He knew all along.
At the outset of the pandemic, President Donald Trump routinely downplayed the dangers of COVID-19 in public, claiming the virus would disappear "like a miracle" and that Americans didn't need to bother with social distancing and face masks because it would all "work out fine."
But, in private, Trump admitted he knew better, a bombshell new book reveals.
The forthcoming book by Bob Woodward _ based in part on more than a dozen interviews with Trump _ quotes the president as confessing he was aware of the deadliness of the virus even before it hit the U.S. and that he misled the American people about it because he didn't want to cause "panic."
On Wednesday, Woodward released recordings of his interviews with Trump to CNN and The Washington Post corroborating the explosive accounts included in his book, "Rage," which is set to be released Sept. 15.
"This is deadly stuff," Trump told Woodward in a recorded interview on Feb. 7, adding he had learned from his public health advisers that COVID-19 was about five times "more deadly" than the seasonal flu.
At the time of that interview, the first U.S. coronavirus death was still weeks away, and Trump kept saying publicly that Americans had nothing to worry about because COVID-19 wasn't worse than a bad flu season.
"We have it very much under control in this country," Trump told reporters on Feb. 23.
In another interview with Woodward on March 19, though, Trump admitted that his upbeat assessment was misleading.
"Really to be honest with you, I wanted to always play it down," Trump told Woodward in the March interview, according to another recording released Wednesday. "I still like playing it down, because I don't want to create a panic."
Trump also told Woodward he understood young people could suffer severe symptoms from COVID-19.
"Just today and yesterday, some startling facts came out. It's not just old, older. Young people, too, plenty of young people," Trump said in the March interview.
Trump has recently insisted that young people don't suffer from the virus, including saying last month that they are "almost immune."
It would take until June for Trump to publicly endorse a national mandate on face masks, social distancing and pandemic restrictions on businesses.
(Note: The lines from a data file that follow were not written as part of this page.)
//! Main entry point for the OmNomNom order notifier.
//!
//! Serves the order dashboard and texts customers whenever an order's
//! status changes.

use clap::Parser;
use omnom_config::Config;
use omnom_core::OrderServiceBuilder;
use std::path::PathBuf;
use std::sync::Arc;

mod server;
mod views;

/// Command-line arguments for the order notifier.
#[derive(Parser, Debug)]
#[command(author, version, about, long_about = None)]
struct Args {
	/// Path to configuration file
	#[arg(short, long, default_value = "config.toml")]
	config: PathBuf,

	/// Log level (trace, debug, info, warn, error)
	#[arg(short, long, default_value = "info")]
	log_level: String,
}

#[tokio::main]
async fn main() -> Result<(), Box<dyn std::error::Error>> {
	let args = Args::parse();

	use tracing_subscriber::{fmt, EnvFilter};

	// RUST_LOG wins over --log-level
	let env_filter =
		EnvFilter::try_from_default_env().unwrap_or_else(|_| EnvFilter::new(&args.log_level));

	fmt()
		.with_env_filter(env_filter)
		.with_thread_ids(true)
		.with_target(true)
		.init();

	tracing::info!("Started omnom");

	let config_path = args
		.config
		.to_str()
		.ok_or("Configuration path is not valid UTF-8")?;
	let config = Config::from_file(config_path).await?;
	tracing::info!(
		"Loaded configuration [messaging: {}]",
		config.messaging.primary
	);

	let server_config = config.server.clone();
	let orders = Arc::new(OrderServiceBuilder::new(config).build()?);

	tokio::select! {
		result = server::start_server(server_config, orders) => {
			tracing::info!("Server finished");
			result?;
		}
		_ = tokio::signal::ctrl_c() => {
			tracing::info!("Received shutdown signal");
		}
	}

	tracing::info!("Stopped omnom");
	Ok(())
}
//! Messaging implementation that only writes messages to the log.
//!
//! Useful for running the service locally without a provider account.
//! Every send succeeds.

use crate::{MessagingError, MessagingFactory, MessagingInterface, MessagingRegistry};
use async_trait::async_trait;
use omnom_types::{
	ConfigSchema, ImplementationRegistry, Message, MessageReceipt, Schema, ValidationError,
};

/// Gateway that logs messages instead of sending them.
pub struct LogMessaging;

/// Configuration schema for [`LogMessaging`]. No fields are required.
pub struct LogMessagingSchema;

impl ConfigSchema for LogMessagingSchema {
	fn validate(&self, config: &toml::Value) -> Result<(), ValidationError> {
		Schema::new(vec![], vec![]).validate(config)
	}
}

#[async_trait]
impl MessagingInterface for LogMessaging {
	fn config_schema(&self) -> Box<dyn ConfigSchema> {
		Box::new(LogMessagingSchema)
	}

	async fn send(&self, message: &Message) -> Result<MessageReceipt, MessagingError> {
		tracing::info!(
			originator = %message.originator,
			recipients = ?message.recipients,
			body = %message.body,
			"Message logged (not sent)"
		);

		Ok(MessageReceipt {
			id: None,
			recipients: message.recipients.len(),
		})
	}
}

/// Factory function to create the log gateway from configuration.
pub fn create_messaging(
	config: &toml::Value,
) -> Result<Box<dyn MessagingInterface>, MessagingError> {
	LogMessagingSchema
		.validate(config)
		.map_err(|e| MessagingError::Configuration(format!("Invalid log config: {}", e)))?;
	Ok(Box::new(LogMessaging))
}

/// Registry for the log implementation.
pub struct Registry;

impl ImplementationRegistry for Registry {
	const NAME: &'static str = "log";
	type Factory = MessagingFactory;

	fn factory() -> Self::Factory {
		create_messaging
	}
}

impl MessagingRegistry for Registry {}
If Trump had called on states to shut down their economies and enforce social distancing restrictions earlier, thousands of American lives could have been saved, according to public health experts.
"Even a simple thing like voicing encouragement of face mask usage early on _ that could've saved hundreds of thousands of lives," said Dr. Dean Winslow, an infectious disease expert at Stanford University who was once under consideration by Trump to become a senior-ranking public health official at his Defense Department.
"There were a lot of really, really missed opportunities, and in my mind, the biggest one was not mustering the full force of the federal government," Winslow added. "We're still suffering from that."
More than 190,000 Americans have died from the virus so far _ the worst national death toll in the world by far. The U.S. also leads the world in the number of confirmed infections, and several states are experiencing resurgences of the virus.
Despite Woodward's audio recordings, White House press secretary Kayleigh McEnany claimed Trump never lied to the American people about COVID-19.
"The president never downplayed the virus. He expressed calm," McEnany told reporters Wednesday afternoon. "The president was expressing calm, the president was hopeful."
Woodward _ whose work with Carl Bernstein helped uncover President Richard Nixon's Watergate scandal _ writes in the book that Trump's own top advisers repeatedly warned him in early 2020 that COVID-19 could inflict a catastrophic toll on the U.S.
"This will be the biggest national security threat you face in your presidency," Robert O'Brien, Trump's national security adviser, told the president on Jan. 28, according to Woodward. "This is going to be the roughest thing you face."
But Trump apparently didn't heed O'Brien's warnings and spent the following months publicly downplaying the severity of the virus.
"You have 15 people, and the 15 within a couple of days is going to be down to close to zero," Trump said on Feb. 26 of the number of COVID-19 infections in the U.S. at the time.
Woodward writes that Trump's failure to act in February proved one of the worst missed opportunities of his presidency.
In the past few weeks, Trump has renewed his push for states to rapidly reopen their economies.
He has also held packed campaign rallies in violation of his own administration's COVID-19 guidelines while mocking people for wearing masks, including telling a reporter at the White House earlier this week that he didn't want to answer his question because he sounded "muffled."
Trump's flip-flopping on the virus comes even as health experts fear that the fall could bring another massive outbreak.
In his final interview with Woodward in July, Trump suggested he's not taking a more aggressive stance on the virus because he doesn't consider himself to be at fault.
"The virus has nothing to do with me," Trump said in the July 21 interview. "It's not my fault. China let the damn virus out."